[Work order]
Each entry here is to be restated word for word.

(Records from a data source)
——————
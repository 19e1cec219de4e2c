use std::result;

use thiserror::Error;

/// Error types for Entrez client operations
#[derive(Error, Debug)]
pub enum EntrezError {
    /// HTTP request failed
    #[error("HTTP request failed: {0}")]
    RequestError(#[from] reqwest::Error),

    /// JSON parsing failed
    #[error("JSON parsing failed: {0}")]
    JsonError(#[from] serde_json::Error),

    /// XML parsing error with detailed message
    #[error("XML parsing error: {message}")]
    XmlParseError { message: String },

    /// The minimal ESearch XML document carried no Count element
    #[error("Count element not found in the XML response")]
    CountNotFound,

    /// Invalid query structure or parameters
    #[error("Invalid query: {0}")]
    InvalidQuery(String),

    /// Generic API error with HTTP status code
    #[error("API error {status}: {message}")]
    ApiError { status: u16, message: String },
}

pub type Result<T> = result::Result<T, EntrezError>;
——————
[Exercise response]
repository 19e1cec219de4e2c
use std::result;

use thiserror::Error;

/// Error types for Entrez client operations
#[derive(Error, Debug)]
pub enum EntrezError {
    /// HTTP request failed
    #[error("HTTP request failed: {0}")]
    RequestError(#[from] reqwest::Error),

    /// JSON parsing failed
    #[error("JSON parsing failed: {0}")]
    JsonError(#[from] serde_json::Error),

    /// XML parsing error with detailed message
    #[error("XML parsing error: {message}")]
    XmlParseError { message: String },

    /// The minimal ESearch XML document carried no Count element
    #[error("Count element not found in the XML response")]
    CountNotFound,

    /// Invalid query structure or parameters
    #[error("Invalid query: {0}")]
    InvalidQuery(String),

    /// Generic API error with HTTP status code
    #[error("API error {status}: {message}")]
    ApiError { status: u16, message: String },
}

pub type Result<T> = result::Result<T, EntrezError>;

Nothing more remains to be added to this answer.